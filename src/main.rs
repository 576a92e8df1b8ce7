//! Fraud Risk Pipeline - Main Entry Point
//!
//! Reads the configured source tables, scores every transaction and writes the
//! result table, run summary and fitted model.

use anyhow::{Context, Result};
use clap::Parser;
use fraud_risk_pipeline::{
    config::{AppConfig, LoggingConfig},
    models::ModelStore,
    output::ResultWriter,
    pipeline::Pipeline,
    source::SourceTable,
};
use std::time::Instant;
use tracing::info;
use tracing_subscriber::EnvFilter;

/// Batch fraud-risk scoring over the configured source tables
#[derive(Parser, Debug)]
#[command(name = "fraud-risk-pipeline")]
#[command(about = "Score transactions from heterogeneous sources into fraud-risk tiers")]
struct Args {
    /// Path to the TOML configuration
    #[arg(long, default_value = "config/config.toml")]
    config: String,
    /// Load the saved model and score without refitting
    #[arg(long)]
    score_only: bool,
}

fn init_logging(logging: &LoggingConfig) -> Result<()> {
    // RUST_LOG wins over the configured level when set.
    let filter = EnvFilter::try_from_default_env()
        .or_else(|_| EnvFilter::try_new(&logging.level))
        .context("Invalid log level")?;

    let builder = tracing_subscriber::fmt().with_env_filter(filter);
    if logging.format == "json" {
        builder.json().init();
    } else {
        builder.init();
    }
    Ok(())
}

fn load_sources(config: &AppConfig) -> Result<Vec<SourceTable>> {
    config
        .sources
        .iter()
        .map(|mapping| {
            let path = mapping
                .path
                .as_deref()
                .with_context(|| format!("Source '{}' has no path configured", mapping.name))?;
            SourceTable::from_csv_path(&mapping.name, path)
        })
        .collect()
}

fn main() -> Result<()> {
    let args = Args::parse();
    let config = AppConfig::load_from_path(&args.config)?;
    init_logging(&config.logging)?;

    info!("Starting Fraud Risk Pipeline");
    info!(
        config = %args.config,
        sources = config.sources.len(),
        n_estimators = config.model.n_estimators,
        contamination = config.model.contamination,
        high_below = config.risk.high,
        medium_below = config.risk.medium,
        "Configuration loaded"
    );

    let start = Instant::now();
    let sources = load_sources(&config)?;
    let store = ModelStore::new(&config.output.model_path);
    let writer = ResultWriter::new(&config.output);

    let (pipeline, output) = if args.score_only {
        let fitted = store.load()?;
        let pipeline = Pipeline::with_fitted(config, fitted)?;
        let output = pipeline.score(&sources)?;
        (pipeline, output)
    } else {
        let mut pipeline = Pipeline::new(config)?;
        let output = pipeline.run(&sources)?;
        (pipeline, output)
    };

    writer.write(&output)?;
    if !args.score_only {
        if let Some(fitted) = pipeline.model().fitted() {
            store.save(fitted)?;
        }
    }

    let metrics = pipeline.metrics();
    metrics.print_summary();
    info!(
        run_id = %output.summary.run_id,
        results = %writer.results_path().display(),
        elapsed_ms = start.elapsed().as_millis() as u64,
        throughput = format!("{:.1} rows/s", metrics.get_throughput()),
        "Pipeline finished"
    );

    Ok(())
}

★ ★ ★ ★ ★ ★ ★

* **Problem details**
Repeat every record above precisely.

* **Problem solution**
filename src/main.rs
repository 576a92e8df1b8ce7
//! Fraud Risk Pipeline - Main Entry Point
//!
//! Reads the configured source tables, scores every transaction and writes the
//! result table, run summary and fitted model.

use anyhow::{Context, Result};
use clap::Parser;
use fraud_risk_pipeline::{
    config::{AppConfig, LoggingConfig},
    models::ModelStore,
    output::ResultWriter,
    pipeline::Pipeline,
    source::SourceTable,
};
use std::time::Instant;
use tracing::info;
use tracing_subscriber::EnvFilter;

/// Batch fraud-risk scoring over the configured source tables
#[derive(Parser, Debug)]
#[command(name = "fraud-risk-pipeline")]
#[command(about = "Score transactions from heterogeneous sources into fraud-risk tiers")]
struct Args {
    /// Path to the TOML configuration
    #[arg(long, default_value = "config/config.toml")]
    config: String,
    /// Load the saved model and score without refitting
    #[arg(long)]
    score_only: bool,
}

fn init_logging(logging: &LoggingConfig) -> Result<()> {
    // RUST_LOG wins over the configured level when set.
    let filter = EnvFilter::try_from_default_env()
        .or_else(|_| EnvFilter::try_new(&logging.level))
        .context("Invalid log level")?;

    let builder = tracing_subscriber::fmt().with_env_filter(filter);
    if logging.format == "json" {
        builder.json().init();
    } else {
        builder.init();
    }
    Ok(())
}

fn load_sources(config: &AppConfig) -> Result<Vec<SourceTable>> {
    config
        .sources
        .iter()
        .map(|mapping| {
            let path = mapping
                .path
                .as_deref()
                .with_context(|| format!("Source '{}' has no path configured", mapping.name))?;
            SourceTable::from_csv_path(&mapping.name, path)
        })
        .collect()
}

fn main() -> Result<()> {
    let args = Args::parse();
    let config = AppConfig::load_from_path(&args.config)?;
    init_logging(&config.logging)?;

    info!("Starting Fraud Risk Pipeline");
    info!(
        config = %args.config,
        sources = config.sources.len(),
        n_estimators = config.model.n_estimators,
        contamination = config.model.contamination,
        high_below = config.risk.high,
        medium_below = config.risk.medium,
        "Configuration loaded"
    );

    let start = Instant::now();
    let sources = load_sources(&config)?;
    let store = ModelStore::new(&config.output.model_path);
    let writer = ResultWriter::new(&config.output);

    let (pipeline, output) = if args.score_only {
        let fitted = store.load()?;
        let pipeline = Pipeline::with_fitted(config, fitted)?;
        let output = pipeline.score(&sources)?;
        (pipeline, output)
    } else {
        let mut pipeline = Pipeline::new(config)?;
        let output = pipeline.run(&sources)?;
        (pipeline, output)
    };

    writer.write(&output)?;
    if !args.score_only {
        if let Some(fitted) = pipeline.model().fitted() {
            store.save(fitted)?;
        }
    }

    let metrics = pipeline.metrics();
    metrics.print_summary();
    info!(
        run_id = %output.summary.run_id,
        results = %writer.results_path().display(),
        elapsed_ms = start.elapsed().as_millis() as u64,
        throughput = format!("{:.1} rows/s", metrics.get_throughput()),
        "Pipeline finished"
    );

    Ok(())
}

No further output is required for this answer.